(Data shown)
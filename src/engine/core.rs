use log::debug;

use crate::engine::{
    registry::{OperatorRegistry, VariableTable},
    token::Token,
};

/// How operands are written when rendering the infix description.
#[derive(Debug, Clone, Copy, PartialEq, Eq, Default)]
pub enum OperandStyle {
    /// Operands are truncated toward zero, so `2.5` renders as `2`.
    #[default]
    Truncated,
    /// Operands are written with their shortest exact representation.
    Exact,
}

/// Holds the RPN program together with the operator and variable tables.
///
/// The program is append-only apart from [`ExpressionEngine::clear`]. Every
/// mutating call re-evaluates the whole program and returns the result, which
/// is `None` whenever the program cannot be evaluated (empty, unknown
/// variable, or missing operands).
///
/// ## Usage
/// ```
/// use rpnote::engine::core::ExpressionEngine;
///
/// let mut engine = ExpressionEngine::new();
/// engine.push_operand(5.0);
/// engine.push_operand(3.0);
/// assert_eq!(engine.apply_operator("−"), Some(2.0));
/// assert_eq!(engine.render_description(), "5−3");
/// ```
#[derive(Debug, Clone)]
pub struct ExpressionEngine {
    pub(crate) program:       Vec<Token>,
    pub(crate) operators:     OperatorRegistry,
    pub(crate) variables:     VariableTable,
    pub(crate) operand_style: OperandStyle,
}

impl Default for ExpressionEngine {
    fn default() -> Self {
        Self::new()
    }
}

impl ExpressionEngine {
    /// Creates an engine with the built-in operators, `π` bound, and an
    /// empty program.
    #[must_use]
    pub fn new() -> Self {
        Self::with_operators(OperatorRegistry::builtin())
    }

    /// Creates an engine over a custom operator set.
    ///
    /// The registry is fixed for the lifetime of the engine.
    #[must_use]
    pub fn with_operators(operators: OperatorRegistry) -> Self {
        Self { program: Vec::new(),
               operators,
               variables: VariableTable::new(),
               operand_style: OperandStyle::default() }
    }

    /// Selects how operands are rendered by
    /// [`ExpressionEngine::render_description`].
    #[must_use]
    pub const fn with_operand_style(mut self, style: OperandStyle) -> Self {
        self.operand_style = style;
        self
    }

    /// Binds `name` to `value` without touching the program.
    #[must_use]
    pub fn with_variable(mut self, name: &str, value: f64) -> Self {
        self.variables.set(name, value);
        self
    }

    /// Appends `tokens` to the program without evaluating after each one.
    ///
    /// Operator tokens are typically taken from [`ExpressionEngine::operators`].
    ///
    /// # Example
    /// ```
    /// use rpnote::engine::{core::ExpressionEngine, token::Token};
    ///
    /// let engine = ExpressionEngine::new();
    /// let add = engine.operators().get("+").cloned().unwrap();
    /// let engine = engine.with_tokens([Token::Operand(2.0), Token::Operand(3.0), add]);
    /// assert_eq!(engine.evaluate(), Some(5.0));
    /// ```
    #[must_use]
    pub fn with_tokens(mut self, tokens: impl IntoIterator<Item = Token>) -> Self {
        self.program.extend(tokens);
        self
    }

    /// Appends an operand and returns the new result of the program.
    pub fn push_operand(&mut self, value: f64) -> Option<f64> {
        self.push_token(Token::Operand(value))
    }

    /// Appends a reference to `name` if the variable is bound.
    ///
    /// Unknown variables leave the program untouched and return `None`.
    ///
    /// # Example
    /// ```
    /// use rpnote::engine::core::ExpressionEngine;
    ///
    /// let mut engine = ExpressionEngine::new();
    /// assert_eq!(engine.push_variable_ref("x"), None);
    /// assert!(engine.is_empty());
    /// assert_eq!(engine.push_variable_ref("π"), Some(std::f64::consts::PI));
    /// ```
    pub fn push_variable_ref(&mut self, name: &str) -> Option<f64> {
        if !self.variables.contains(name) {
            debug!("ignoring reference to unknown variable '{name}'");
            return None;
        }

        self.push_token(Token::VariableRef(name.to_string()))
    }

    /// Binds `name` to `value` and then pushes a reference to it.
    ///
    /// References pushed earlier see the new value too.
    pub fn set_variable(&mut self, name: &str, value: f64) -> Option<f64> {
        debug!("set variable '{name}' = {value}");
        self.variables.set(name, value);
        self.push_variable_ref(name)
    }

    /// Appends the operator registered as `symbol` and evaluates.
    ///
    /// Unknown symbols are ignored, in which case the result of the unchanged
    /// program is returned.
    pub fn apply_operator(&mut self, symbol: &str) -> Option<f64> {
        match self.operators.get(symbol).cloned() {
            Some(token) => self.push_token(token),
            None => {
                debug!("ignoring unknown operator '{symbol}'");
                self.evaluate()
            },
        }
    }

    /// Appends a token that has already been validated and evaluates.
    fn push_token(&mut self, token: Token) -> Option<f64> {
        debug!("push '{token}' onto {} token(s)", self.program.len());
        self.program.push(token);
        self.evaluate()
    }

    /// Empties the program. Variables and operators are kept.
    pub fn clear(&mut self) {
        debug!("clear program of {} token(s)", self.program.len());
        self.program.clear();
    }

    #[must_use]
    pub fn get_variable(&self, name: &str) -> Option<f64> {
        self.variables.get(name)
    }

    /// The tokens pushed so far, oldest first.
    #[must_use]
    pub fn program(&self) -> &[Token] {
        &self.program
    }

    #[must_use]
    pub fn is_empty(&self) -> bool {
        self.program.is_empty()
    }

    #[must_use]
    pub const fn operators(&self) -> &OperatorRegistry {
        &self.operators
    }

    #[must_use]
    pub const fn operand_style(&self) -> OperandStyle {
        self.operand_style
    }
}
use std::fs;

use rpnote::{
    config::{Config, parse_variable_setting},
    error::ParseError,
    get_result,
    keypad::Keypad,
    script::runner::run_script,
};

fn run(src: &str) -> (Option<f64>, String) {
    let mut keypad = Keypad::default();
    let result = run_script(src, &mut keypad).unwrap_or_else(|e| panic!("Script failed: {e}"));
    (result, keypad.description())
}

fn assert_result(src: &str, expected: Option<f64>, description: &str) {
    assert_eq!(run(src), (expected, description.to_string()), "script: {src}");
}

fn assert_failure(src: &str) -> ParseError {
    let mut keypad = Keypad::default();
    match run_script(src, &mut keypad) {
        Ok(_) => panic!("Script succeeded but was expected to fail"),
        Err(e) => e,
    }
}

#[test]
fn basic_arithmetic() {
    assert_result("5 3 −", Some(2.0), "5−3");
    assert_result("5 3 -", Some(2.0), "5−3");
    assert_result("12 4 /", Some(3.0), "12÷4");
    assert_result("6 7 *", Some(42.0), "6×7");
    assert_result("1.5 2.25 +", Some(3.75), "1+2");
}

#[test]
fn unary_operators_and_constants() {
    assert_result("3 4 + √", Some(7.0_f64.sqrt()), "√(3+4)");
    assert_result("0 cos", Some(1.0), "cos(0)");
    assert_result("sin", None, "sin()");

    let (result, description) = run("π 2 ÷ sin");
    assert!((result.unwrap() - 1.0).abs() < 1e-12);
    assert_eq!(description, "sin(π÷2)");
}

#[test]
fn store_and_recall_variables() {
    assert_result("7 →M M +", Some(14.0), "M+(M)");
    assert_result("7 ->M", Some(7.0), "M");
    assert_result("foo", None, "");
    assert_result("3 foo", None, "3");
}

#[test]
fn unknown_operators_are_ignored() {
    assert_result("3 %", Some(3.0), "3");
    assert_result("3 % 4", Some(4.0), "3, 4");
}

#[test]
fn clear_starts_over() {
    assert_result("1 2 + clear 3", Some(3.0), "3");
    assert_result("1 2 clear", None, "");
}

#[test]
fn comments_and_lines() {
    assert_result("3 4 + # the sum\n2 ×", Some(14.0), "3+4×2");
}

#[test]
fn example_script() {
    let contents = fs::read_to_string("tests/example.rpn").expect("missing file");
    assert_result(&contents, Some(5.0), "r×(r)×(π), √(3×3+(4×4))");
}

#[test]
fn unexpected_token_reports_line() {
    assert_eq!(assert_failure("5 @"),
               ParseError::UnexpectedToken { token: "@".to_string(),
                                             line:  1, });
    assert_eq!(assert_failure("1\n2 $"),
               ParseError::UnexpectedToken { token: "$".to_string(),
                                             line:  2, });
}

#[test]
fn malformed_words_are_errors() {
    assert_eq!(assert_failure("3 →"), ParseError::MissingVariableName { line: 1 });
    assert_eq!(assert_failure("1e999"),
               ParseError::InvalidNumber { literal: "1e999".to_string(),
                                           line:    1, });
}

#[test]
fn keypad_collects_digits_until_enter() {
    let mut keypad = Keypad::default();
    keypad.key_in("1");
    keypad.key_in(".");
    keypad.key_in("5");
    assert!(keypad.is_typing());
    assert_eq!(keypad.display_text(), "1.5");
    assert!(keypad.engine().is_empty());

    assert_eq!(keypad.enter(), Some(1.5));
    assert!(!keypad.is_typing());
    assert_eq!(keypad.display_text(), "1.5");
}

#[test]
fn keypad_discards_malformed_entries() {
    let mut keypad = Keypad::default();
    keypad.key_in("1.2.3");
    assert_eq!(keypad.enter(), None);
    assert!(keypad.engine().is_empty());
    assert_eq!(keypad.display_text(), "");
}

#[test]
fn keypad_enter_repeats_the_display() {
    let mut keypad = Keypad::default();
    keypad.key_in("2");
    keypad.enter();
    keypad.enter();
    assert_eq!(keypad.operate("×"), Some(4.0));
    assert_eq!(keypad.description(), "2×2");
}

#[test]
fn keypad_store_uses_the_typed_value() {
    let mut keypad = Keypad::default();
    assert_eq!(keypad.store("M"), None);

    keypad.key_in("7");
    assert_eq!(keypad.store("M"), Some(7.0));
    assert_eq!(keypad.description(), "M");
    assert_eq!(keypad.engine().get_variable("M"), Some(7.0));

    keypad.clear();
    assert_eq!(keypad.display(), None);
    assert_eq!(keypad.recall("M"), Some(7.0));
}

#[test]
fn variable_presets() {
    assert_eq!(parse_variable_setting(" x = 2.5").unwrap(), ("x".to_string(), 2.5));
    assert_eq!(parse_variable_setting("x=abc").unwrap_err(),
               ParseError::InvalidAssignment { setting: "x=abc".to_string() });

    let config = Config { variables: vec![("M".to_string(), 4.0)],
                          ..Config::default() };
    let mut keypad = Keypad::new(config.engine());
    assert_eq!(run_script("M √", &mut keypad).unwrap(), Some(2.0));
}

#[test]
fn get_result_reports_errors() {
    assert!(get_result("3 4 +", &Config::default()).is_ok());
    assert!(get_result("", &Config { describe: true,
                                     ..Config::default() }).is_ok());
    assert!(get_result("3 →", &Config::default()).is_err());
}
(End Data shown)
(Data shown)
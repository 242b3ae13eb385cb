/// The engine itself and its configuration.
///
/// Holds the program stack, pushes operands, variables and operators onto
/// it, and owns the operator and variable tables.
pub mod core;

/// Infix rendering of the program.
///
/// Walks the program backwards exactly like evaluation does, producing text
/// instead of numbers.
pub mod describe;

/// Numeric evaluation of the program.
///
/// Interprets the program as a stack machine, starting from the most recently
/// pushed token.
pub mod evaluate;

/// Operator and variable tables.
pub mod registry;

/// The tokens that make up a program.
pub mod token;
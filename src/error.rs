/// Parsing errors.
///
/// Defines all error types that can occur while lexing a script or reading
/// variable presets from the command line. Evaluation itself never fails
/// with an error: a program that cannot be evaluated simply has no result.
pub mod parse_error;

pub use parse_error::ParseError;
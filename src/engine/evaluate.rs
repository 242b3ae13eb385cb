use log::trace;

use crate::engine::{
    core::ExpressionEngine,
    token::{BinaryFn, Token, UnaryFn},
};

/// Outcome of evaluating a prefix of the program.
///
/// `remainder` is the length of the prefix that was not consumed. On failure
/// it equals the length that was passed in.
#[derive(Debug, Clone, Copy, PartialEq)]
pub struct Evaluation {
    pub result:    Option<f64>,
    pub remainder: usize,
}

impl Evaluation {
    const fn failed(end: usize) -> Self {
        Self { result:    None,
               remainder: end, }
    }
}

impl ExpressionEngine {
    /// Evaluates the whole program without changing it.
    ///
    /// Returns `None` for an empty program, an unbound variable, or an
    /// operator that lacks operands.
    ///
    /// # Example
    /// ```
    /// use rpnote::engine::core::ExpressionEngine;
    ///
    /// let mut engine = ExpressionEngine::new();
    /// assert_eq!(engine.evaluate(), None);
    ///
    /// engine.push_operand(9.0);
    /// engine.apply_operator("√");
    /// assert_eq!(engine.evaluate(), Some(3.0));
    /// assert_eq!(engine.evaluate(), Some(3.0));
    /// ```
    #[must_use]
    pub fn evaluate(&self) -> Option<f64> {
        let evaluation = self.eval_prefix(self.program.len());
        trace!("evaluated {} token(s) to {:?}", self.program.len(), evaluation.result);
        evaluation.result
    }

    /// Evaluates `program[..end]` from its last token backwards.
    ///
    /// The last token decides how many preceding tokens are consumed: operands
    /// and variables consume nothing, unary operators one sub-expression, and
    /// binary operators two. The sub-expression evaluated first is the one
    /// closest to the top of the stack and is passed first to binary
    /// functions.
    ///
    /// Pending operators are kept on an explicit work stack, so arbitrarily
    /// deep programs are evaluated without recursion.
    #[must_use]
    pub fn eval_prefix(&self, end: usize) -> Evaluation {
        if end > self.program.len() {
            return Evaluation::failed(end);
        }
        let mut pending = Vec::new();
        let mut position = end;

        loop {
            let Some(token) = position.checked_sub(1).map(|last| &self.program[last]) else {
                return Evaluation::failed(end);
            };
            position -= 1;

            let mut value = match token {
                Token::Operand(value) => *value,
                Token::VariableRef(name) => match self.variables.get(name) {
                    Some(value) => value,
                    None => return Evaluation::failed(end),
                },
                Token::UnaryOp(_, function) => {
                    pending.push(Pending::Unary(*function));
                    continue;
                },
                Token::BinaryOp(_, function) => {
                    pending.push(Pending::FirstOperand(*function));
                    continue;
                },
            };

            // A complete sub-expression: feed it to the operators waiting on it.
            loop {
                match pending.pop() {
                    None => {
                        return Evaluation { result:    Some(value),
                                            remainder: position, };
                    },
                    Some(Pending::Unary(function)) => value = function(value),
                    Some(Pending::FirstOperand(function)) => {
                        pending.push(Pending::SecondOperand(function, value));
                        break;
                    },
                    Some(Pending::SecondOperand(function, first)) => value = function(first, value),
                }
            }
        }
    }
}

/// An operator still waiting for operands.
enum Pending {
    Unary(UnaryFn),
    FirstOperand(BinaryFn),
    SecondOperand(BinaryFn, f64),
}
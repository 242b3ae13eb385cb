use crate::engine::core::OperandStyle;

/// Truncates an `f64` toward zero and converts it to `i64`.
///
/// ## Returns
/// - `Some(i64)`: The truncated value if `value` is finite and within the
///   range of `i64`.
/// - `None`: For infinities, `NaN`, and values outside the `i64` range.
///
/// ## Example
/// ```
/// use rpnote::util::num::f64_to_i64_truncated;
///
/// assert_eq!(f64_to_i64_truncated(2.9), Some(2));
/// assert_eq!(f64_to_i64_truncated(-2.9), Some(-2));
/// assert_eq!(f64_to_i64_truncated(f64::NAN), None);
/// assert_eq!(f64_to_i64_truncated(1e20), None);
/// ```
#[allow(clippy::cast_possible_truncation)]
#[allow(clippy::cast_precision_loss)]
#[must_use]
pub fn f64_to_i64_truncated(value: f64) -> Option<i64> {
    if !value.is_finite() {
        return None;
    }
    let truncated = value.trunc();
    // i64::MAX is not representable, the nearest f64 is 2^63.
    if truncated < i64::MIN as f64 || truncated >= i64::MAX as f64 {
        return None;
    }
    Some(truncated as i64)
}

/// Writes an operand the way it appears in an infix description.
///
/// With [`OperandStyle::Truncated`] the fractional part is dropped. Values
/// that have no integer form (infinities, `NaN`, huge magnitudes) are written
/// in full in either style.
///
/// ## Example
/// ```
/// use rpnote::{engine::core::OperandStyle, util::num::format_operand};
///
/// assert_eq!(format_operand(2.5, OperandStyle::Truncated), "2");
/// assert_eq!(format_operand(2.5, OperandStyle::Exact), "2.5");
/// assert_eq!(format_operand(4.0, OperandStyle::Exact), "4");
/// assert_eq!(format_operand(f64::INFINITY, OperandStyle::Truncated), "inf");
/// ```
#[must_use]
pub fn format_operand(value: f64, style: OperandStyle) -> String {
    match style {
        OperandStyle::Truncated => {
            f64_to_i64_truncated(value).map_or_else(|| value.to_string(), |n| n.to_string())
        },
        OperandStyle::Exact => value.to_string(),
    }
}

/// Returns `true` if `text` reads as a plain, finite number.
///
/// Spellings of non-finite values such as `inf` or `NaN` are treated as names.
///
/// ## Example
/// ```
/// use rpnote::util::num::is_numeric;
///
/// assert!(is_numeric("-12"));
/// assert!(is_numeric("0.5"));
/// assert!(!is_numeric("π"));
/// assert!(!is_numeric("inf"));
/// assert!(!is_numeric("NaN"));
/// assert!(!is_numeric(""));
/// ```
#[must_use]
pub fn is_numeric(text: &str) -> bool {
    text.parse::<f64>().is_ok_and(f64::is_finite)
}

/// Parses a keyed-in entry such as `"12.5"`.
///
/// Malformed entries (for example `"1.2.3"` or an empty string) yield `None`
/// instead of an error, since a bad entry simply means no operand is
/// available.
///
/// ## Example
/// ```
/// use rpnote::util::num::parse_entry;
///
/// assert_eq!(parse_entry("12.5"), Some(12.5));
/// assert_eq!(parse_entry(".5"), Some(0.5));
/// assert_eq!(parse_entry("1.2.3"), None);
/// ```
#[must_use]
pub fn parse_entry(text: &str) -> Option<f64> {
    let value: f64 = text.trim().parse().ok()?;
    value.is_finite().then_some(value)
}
(End Data shown)
(Data shown)
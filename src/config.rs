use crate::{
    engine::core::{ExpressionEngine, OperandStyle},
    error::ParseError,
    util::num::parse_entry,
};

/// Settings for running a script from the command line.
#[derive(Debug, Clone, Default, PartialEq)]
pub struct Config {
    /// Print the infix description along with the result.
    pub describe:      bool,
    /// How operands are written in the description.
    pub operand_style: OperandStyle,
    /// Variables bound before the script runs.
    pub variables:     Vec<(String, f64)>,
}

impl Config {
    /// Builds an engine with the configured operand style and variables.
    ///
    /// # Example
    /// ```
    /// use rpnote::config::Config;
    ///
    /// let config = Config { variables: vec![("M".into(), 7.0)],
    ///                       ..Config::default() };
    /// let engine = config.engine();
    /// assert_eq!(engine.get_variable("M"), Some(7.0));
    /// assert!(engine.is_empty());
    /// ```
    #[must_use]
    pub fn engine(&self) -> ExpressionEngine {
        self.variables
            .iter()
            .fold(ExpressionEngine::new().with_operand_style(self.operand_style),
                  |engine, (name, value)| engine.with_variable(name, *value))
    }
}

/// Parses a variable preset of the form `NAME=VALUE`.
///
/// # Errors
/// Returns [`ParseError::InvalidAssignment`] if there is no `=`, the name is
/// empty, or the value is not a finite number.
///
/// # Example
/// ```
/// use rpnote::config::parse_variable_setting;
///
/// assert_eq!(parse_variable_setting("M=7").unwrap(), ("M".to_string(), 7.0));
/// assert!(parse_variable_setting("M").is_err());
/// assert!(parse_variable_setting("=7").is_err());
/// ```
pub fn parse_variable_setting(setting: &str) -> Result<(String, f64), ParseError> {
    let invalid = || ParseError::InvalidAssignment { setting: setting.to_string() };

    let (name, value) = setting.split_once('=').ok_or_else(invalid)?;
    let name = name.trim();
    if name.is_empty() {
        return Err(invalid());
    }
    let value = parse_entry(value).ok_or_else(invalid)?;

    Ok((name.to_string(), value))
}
(End Data shown)
From the listing above, copy all lines holding the word "position".

        let mut position = end;
            let Some(token) = position.checked_sub(1).map(|last| &self.program[last]) else {
            position -= 1;
                                            remainder: position, };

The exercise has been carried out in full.